Make sure your Python version is not less than 3.6 and install dflow

pip install pydflow

2.4. Run an example

Submit a simple workflow

python examples/test_steps.py

Then you can check the submitted workflow through argo's UI.

3. User Guide (dflow-doc)

3.1. Common layer

3.1.1. Workflow management

After submitting a workflow by wf.submit(), or getting a history workflow by wf = Workflow(id="xxx"), one can track its real-time status with APIs

wf.id: workflow ID in argo
wf.query_status(): query workflow status, return "Pending", "Running", "Succeeded", etc.
wf.query_step(name=None): query step by name (support for regex), return a list of argo step objects
- step.phase: phase of a step, "Pending", "Running", Succeeded, etc.
- step.outputs.parameters: a dictionary of output parameters
- step.outputs.artifacts: a dictionary of output artifacts

3.1.2. Upload/download artifact

Dflow offers tools for uploading files to Minio and downloading files from Minio (default object storage in the quick start). User can upload a list of files or directories and get an artifact object, which can be used as argument of a step

artifact = upload_artifact([path1, path2])
step = Step(
    ...
    artifacts={"foo": artifact}
)

User can also download the output artifact of a step queried from a workflow (to current directory for default)
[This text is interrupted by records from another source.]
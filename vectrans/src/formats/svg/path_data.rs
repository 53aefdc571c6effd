//! Path data (`d` attribute) and point list grammar.
//!
//! Quadratic segments are elevated to cubics, elliptical arcs are converted
//! to center form and approximated by [`arc_to_bezier`]. Parsing stops at
//! the first error and keeps what was read so far.

use crate::geom::{arc_to_bezier, ArcType, Path, Point, Segment, Trafo, Vector};
use euclid::Angle;
use nom::{
    branch::alt,
    character::complete::{char, multispace0, one_of},
    combinator::{opt, value},
    number::complete::double,
    sequence::{pair, preceded, tuple},
    IResult,
};
use std::f64::consts::TAU;

type ParseResult<'a, O> = IResult<&'a str, O>;

fn separator(input: &str) -> ParseResult<()> {
    value((), tuple((multispace0, opt(char(',')), multispace0)))(input)
}

pub fn number(input: &str) -> ParseResult<f64> {
    preceded(separator, double)(input)
}

fn flag(input: &str) -> ParseResult<bool> {
    preceded(separator, alt((value(false, char('0')), value(true, char('1')))))(input)
}

fn coord(input: &str) -> ParseResult<Point> {
    let (input, (x, y)) = pair(number, number)(input)?;
    Ok((input, Point::new(x, y)))
}

/// Numbers separated by whitespace or commas, as in `points` or
/// `stroke-dasharray`.
pub fn number_list(s: &str) -> Vec<f64> {
    let mut r = vec![];
    let mut rest = s;
    while let Ok((tail, v)) = number(rest) {
        r.push(v);
        rest = tail;
    }
    r
}

#[derive(Debug, Clone, Copy, PartialEq)]
enum Args {
    None,
    One(f64),
    Point(Point),
    Two(Point, Point),
    Three(Point, Point, Point),
    Arc {
        radii: Vector,
        rotation: f64,
        large: bool,
        sweep: bool,
        end: Point,
    },
}

fn arc_args(input: &str) -> ParseResult<Args> {
    let (input, (rx, ry, rotation, large, sweep, end)) =
        tuple((number, number, number, flag, flag, coord))(input)?;
    Ok((
        input,
        Args::Arc {
            radii: Vector::new(rx, ry),
            rotation,
            large,
            sweep,
            end,
        },
    ))
}

fn args(cmd: char) -> impl Fn(&str) -> ParseResult<Args> {
    move |input| match cmd.to_ascii_uppercase() {
        'M' | 'L' | 'T' => coord(input).map(|(i, p)| (i, Args::Point(p))),
        'H' | 'V' => number(input).map(|(i, v)| (i, Args::One(v))),
        'S' | 'Q' => pair(coord, coord)(input).map(|(i, (a, b))| (i, Args::Two(a, b))),
        'C' => tuple((coord, coord, coord))(input).map(|(i, (a, b, c))| (i, Args::Three(a, b, c))),
        'A' => arc_args(input),
        _ => Ok((input, Args::None)),
    }
}

fn command(input: &str) -> ParseResult<char> {
    preceded(separator, one_of("MmLlHhVvCcSsQqTtAaZz"))(input)
}

#[derive(Debug, Default)]
struct Builder {
    paths: Vec<Path>,
    current: Option<Path>,
    pos: Point,
    subpath_start: Point,
    /// Second control point of the previous cubic, for `S`.
    last_cubic: Option<Point>,
    /// Control point of the previous quadratic, for `T`.
    last_quad: Option<Point>,
}

impl Builder {
    fn finish(&mut self) {
        if let Some(path) = self.current.take() {
            if !path.segments.is_empty() {
                self.paths.push(path);
            }
        }
    }

    fn path(&mut self) -> &mut Path {
        let start = self.pos;
        self.current.get_or_insert_with(|| Path::new(start))
    }

    fn move_to(&mut self, p: Point) {
        self.finish();
        self.current = Some(Path::new(p));
        self.pos = p;
        self.subpath_start = p;
    }

    fn line_to(&mut self, p: Point) {
        self.path().line_to(p);
        self.pos = p;
    }

    fn curve_to(&mut self, c1: Point, c2: Point, p: Point) {
        self.path().curve_to(c1, c2, p);
        self.pos = p;
        self.last_cubic = Some(c2);
    }

    fn quad_to(&mut self, q: Point, p: Point) {
        let p0 = self.pos;
        self.curve_to(p0 + (q - p0) * (2.0 / 3.0), p + (q - p) * (2.0 / 3.0), p);
        self.last_cubic = None;
        self.last_quad = Some(q);
    }

    fn close(&mut self) {
        if let Some(mut path) = self.current.take() {
            if !path.segments.is_empty() {
                path.close();
                self.paths.push(path);
            }
        }
        self.pos = self.subpath_start;
    }

    fn arc_to(&mut self, radii: Vector, rotation: f64, large: bool, sweep: bool, end: Point) {
        let start = self.pos;
        if start == end {
            return;
        }
        let Some((center, radii, theta, delta)) =
            endpoint_to_center(start, end, radii, rotation.to_radians(), large, sweep)
        else {
            self.line_to(end);
            return;
        };
        let (a0, a1) = if delta > 0.0 {
            (theta, theta + delta)
        } else {
            (theta + delta, theta)
        };
        let Some(arc) = arc_to_bezier(Point::origin(), radii, a0, a1, ArcType::Arc) else {
            self.line_to(end);
            return;
        };
        let placed = Trafo::rotation(Angle::radians(rotation.to_radians()))
            .then_translate(center.to_vector());
        let mut arc = arc.transformed(&placed);
        if delta < 0.0 {
            arc = arc.reversed();
        }
        let path = self.path();
        path.segments.extend(arc.segments);
        if let Some(Segment::Curve { end: last, .. }) = path.segments.last_mut() {
            *last = end;
        }
        self.pos = end;
    }

    fn exec(&mut self, cmd: char, args: Args) {
        let relative = cmd.is_ascii_lowercase();
        let base = if relative {
            self.pos.to_vector()
        } else {
            Vector::zero()
        };
        let abs = |p: Point| p + base;
        let (last_cubic, last_quad) = (self.last_cubic.take(), self.last_quad.take());
        match (cmd.to_ascii_uppercase(), args) {
            ('M', Args::Point(p)) => self.move_to(abs(p)),
            ('L', Args::Point(p)) => self.line_to(abs(p)),
            ('H', Args::One(x)) => {
                let x = if relative { self.pos.x + x } else { x };
                self.line_to(Point::new(x, self.pos.y));
            }
            ('V', Args::One(y)) => {
                let y = if relative { self.pos.y + y } else { y };
                self.line_to(Point::new(self.pos.x, y));
            }
            ('C', Args::Three(c1, c2, p)) => self.curve_to(abs(c1), abs(c2), abs(p)),
            ('S', Args::Two(c2, p)) => {
                let c1 = last_cubic.map_or(self.pos, |c| self.pos + (self.pos - c));
                self.curve_to(c1, abs(c2), abs(p));
            }
            ('Q', Args::Two(q, p)) => self.quad_to(abs(q), abs(p)),
            ('T', Args::Point(p)) => {
                let q = last_quad.map_or(self.pos, |q| self.pos + (self.pos - q));
                self.quad_to(q, abs(p));
            }
            (
                'A',
                Args::Arc {
                    radii,
                    rotation,
                    large,
                    sweep,
                    end,
                },
            ) => self.arc_to(radii, rotation, large, sweep, abs(end)),
            ('Z', _) => self.close(),
            _ => {}
        }
    }
}

/// Endpoint to center arc conversion. Returns center, radii after
/// out-of-range correction, start angle and signed sweep, or `None` when a
/// radius is zero.
fn endpoint_to_center(
    p1: Point,
    p2: Point,
    radii: Vector,
    phi: f64,
    large: bool,
    sweep: bool,
) -> Option<(Point, Vector, f64, f64)> {
    let (mut rx, mut ry) = (radii.x.abs(), radii.y.abs());
    if rx == 0.0 || ry == 0.0 {
        return None;
    }
    let (sin, cos) = phi.sin_cos();
    let dx = (p1.x - p2.x) / 2.0;
    let dy = (p1.y - p2.y) / 2.0;
    let x1 = cos * dx + sin * dy;
    let y1 = -sin * dx + cos * dy;

    let lambda = (x1 * x1) / (rx * rx) + (y1 * y1) / (ry * ry);
    if lambda > 1.0 {
        let s = lambda.sqrt();
        rx *= s;
        ry *= s;
    }
    let num = (rx * rx * ry * ry - rx * rx * y1 * y1 - ry * ry * x1 * x1).max(0.0);
    let den = rx * rx * y1 * y1 + ry * ry * x1 * x1;
    let mut k = (num / den).sqrt();
    if large == sweep {
        k = -k;
    }
    let cx1 = k * rx * y1 / ry;
    let cy1 = -k * ry * x1 / rx;
    let center = Point::new(
        cos * cx1 - sin * cy1 + (p1.x + p2.x) / 2.0,
        sin * cx1 + cos * cy1 + (p1.y + p2.y) / 2.0,
    );

    let angle = |ux: f64, uy: f64| uy.atan2(ux);
    let theta = angle((x1 - cx1) / rx, (y1 - cy1) / ry);
    let theta2 = angle((-x1 - cx1) / rx, (-y1 - cy1) / ry);
    let mut delta = (theta2 - theta).rem_euclid(TAU);
    if !sweep && delta > 0.0 {
        delta -= TAU;
    }
    Some((center, Vector::new(rx, ry), theta, delta))
}

/// Parse path data into sub-paths, in user units.
pub fn parse_path_data(d: &str) -> Vec<Path> {
    let mut b = Builder::default();
    let mut rest = d;
    while let Ok((tail, mut cmd)) = command(rest) {
        rest = tail;
        loop {
            match args(cmd)(rest) {
                Ok((tail, a)) => {
                    rest = tail;
                    b.exec(cmd, a);
                }
                Err(_) => break,
            }
            if cmd.eq_ignore_ascii_case(&'z') {
                break;
            }
            // coordinates following a move are implicit lines
            cmd = match cmd {
                'M' => 'L',
                'm' => 'l',
                c => c,
            };
            if command(rest).is_ok() || rest.trim().is_empty() {
                break;
            }
        }
    }
    b.finish();
    b.paths
}

/// Points of `polyline` and `polygon` elements, an odd trailing number is
/// ignored.
pub fn parse_points(s: &str) -> Vec<Point> {
    number_list(s)
        .chunks_exact(2)
        .map(|c| Point::new(c[0], c[1]))
        .collect()
}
step = wf.query_step(name="hello")
download_artifact(step.outputs.artifacts["bar"])

Modify dflow.s3_config to configure S3 globally.
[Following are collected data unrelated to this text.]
use super::{
    function,
    gdi::{colorref, fill_rule, Brush, Font, GdiObject, ObjectTable, Pen, PenStyle},
    parser::{parse, Metafile, Record},
};
use crate::{
    color::Color,
    diag::Session,
    error::{ConvertError, Result},
    formats::{new_document, reader::RecordReader, ImportDefaults, Importer},
    geom::{invert_trafo, point_angle, trafo_scale, ArcType, Path, Point, Size, Trafo, Vector},
    model::{
        ellipse_trafo,
        style::{Fill, FillPaint, FillRule, Pattern, Stroke, StrokePlacement, Style, TextAlign,
            TextStyle},
        Circle, Curve, DocOrigin, Document, NodeId, PageFormat, Pixmap, Primitive, Rectangle,
        Shape, Text,
    },
};
use bitflags::bitflags;
use log::{debug, info};

/// Logical units per inch of a metafile without placeable header.
const PLAIN_UNITS_PER_INCH: f64 = 1440.0;

bitflags! {
    #[derive(Debug, Clone, Copy, PartialEq, Eq)]
    pub struct TextOutOptions: u16 {
        const OPAQUE = 0x0002;
        const CLIPPED = 0x0004;
        const GLYPH_INDEX = 0x0010;
        const RTL_READING = 0x0080;
        const NUMERICS_LOCAL = 0x0400;
        const NUMERICS_LATIN = 0x0800;
        const PDY = 0x2000;
    }
}

pub struct WmfImporter {
    defaults: ImportDefaults,
}

impl WmfImporter {
    pub fn new(defaults: ImportDefaults) -> Self {
        Self { defaults }
    }
}

/// Window and viewport of a device context. Logical coordinates go
/// through the window into the viewport, device coordinates then map onto
/// the page.
#[derive(Debug, Clone, Copy, PartialEq)]
struct Mapping {
    window_org: Point,
    window_ext: Vector,
    viewport_org: Point,
    viewport_ext: Vector,
}

impl Mapping {
    fn logical_to_device(&self) -> Trafo {
        let ratio = |v: f64, w: f64| if w == 0.0 { 1.0 } else { v / w };
        Trafo::translation(-self.window_org.x, -self.window_org.y)
            .then_scale(
                ratio(self.viewport_ext.x, self.window_ext.x),
                ratio(self.viewport_ext.y, self.window_ext.y),
            )
            .then_translate(self.viewport_org.to_vector())
    }
}

/// Drawing state saved by SaveDC.
#[derive(Debug, Clone, PartialEq)]
struct DeviceContext {
    pen: Pen,
    brush: Brush,
    font: Font,
    text_color: Color,
    bk_color: Color,
    opaque_bk: bool,
    text_align: u16,
    fill_rule: FillRule,
    current: Point,
    mapping: Mapping,
}

/// `TA_UPDATECP`.
const UPDATE_CP: u16 = 0x0001;

impl DeviceContext {
    fn new(mapping: Mapping) -> Self {
        Self {
            pen: Pen::default(),
            brush: Brush::default(),
            font: Font::default(),
            text_color: Color::rgb8(0, 0, 0),
            bk_color: Color::rgb8(255, 255, 255),
            opaque_bk: true,
            text_align: 0,
            fill_rule: FillRule::EvenOdd,
            current: Point::origin(),
            mapping,
        }
    }
}

impl Importer for WmfImporter {
    fn import(&self, data: &[u8], session: &mut Session) -> Result<Document> {
        let metafile = parse(data)?;
        let (factor, device, origin) = match &metafile.placeable {
            Some(p) => {
                let inch = if p.inch == 0 {
                    PLAIN_UNITS_PER_INCH
                } else {
                    f64::from(p.inch)
                };
                let size = Size::new(
                    f64::from(p.right) - f64::from(p.left),
                    f64::from(p.bottom) - f64::from(p.top),
                );
                (
                    72.0 / inch,
                    Some(size),
                    Point::new(f64::from(p.left), f64::from(p.top)),
                )
            }
            None => (72.0 / PLAIN_UNITS_PER_INCH, None, Point::origin()),
        };
        let format = match device {
            Some(size) => {
                PageFormat::custom(size.width.abs() * factor, size.height.abs() * factor)
            }
            None => self.defaults.page_format.clone(),
        };
        let (doc, page, layer) = new_document(format.clone(), DocOrigin::UpperLeft)?;
        // before any SetWindowExt the page is the device
        let device = device.unwrap_or(Size::new(
            format.size.width / factor,
            format.size.height / factor,
        ));
        let mapping = Mapping {
            window_org: origin,
            window_ext: device.to_vector(),
            viewport_org: Point::origin(),
            viewport_ext: device.to_vector(),
        };
        let mut t = Translator {
            defaults: &self.defaults,
            doc,
            session,
            page,
            layer,
            factor,
            device,
            page_from_window: metafile.placeable.is_none(),
            objects: ObjectTable::default(),
            dc: DeviceContext::new(mapping),
            saved: vec![],
            trafo: Trafo::identity(),
        };
        t.update_trafo();
        t.records(&metafile)?;
        Ok(t.doc)
    }
}

struct Translator<'d, 's, 'b> {
    defaults: &'d ImportDefaults,
    doc: Document,
    session: &'s mut Session<'b>,
    page: NodeId,
    layer: NodeId,
    /// Points per logical unit of the metafile.
    factor: f64,
    /// Device extent, its center is the page center.
    device: Size,
    /// Plain metafiles take the page from the first SetWindowExt.
    page_from_window: bool,
    objects: ObjectTable,
    dc: DeviceContext,
    saved: Vec<DeviceContext>,
    /// Logical coordinates to page points, follows `dc.mapping`.
    trafo: Trafo,
}

fn point(r: &mut RecordReader) -> Result<Point> {
    let x = r.le_i16()?;
    let y = r.le_i16()?;
    Ok(Point::new(f64::from(x), f64::from(y)))
}

/// Many records store y before x.
fn point_yx(r: &mut RecordReader) -> Result<Point> {
    let y = r.le_i16()?;
    let x = r.le_i16()?;
    Ok(Point::new(f64::from(x), f64::from(y)))
}

fn points(r: &mut RecordReader, n: i16) -> Result<Vec<Point>> {
    let n = usize::try_from(n).map_err(|_| r.decode_error(0))?;
    if r.remaining() < 4 * n {
        return Err(r.decode_error(4 * n));
    }
    (0..n).map(|_| point(r)).collect()
}

/// Bottom, right, top, left as stored, normalized to `(min, max)`.
fn bounds(r: &mut RecordReader) -> Result<(Point, Point)> {
    let (bottom, right) = (r.le_i16()?, r.le_i16()?);
    let (top, left) = (r.le_i16()?, r.le_i16()?);
    let (x0, x1) = (left.min(right), left.max(right));
    let (y0, y1) = (top.min(bottom), top.max(bottom));
    Ok((
        Point::new(f64::from(x0), f64::from(y0)),
        Point::new(f64::from(x1), f64::from(y1)),
    ))
}

/// Text bytes as Latin-1 up to the first NUL.
fn latin1(bytes: &[u8]) -> String {
    bytes
        .iter()
        .take_while(|b| **b != 0)
        .map(|b| char::from(*b))
        .collect()
}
Note: dflow retains the relative path of the uploaded file/directory with respect to the current directory during uploading. If file/directory outside current directory is uploaded, its absolute path is used as the relative path in the artifact. If you want a different directory structure in the artifact with the local one, you can make soft links and then upload.

3.1.3. Steps

Steps is another kind of OP template which is defined by its constituent steps instead of a container. It can be seen as a sub-workflow or a super OP template consisting of some smaller OPs. Steps is a sequential array of concurrent Step. A simple example goes like [[s00,s01],[s10,s11,s12]], where inner array represent concurrent tasks while outer array is sequential. Add a step to a steps just like for a workflow

steps.add(step)

Steps can be used as the template to define a bigger step. Thus one can construct complex workflows of nested structure. One is also allowed to recursively use a Steps as the template of a building bloack inside it self to achieve dynamic loop.

Recursive example

3.1.4. DAG

DAG is another kind of OP template which is defined by its constituent tasks and their dependencies. The usage of DAG is similar to that of steps. To add a task to a DAG, use

dag.add(task)

The usage of task is also similar to that of step. Dflow will automatically detect dependencies among tasks of a DAG (from input/output relations). Additional dependencies can be declared by

task_3 = Task(..., dependencies=[task_1, task_2])

DAG example

3.1.5. Output parameters and artifacts of Steps

The output parameter of a Steps can be set to come from a step of it by steps.outputs.parameters["msg"].value_from_parameter = step.outputs.parameters["msg"]. Here, step must be contained in steps. For assigning output artifact for a Steps, use steps.outputs.artifacts["foo"]._from = step.outputs.parameters["foo"].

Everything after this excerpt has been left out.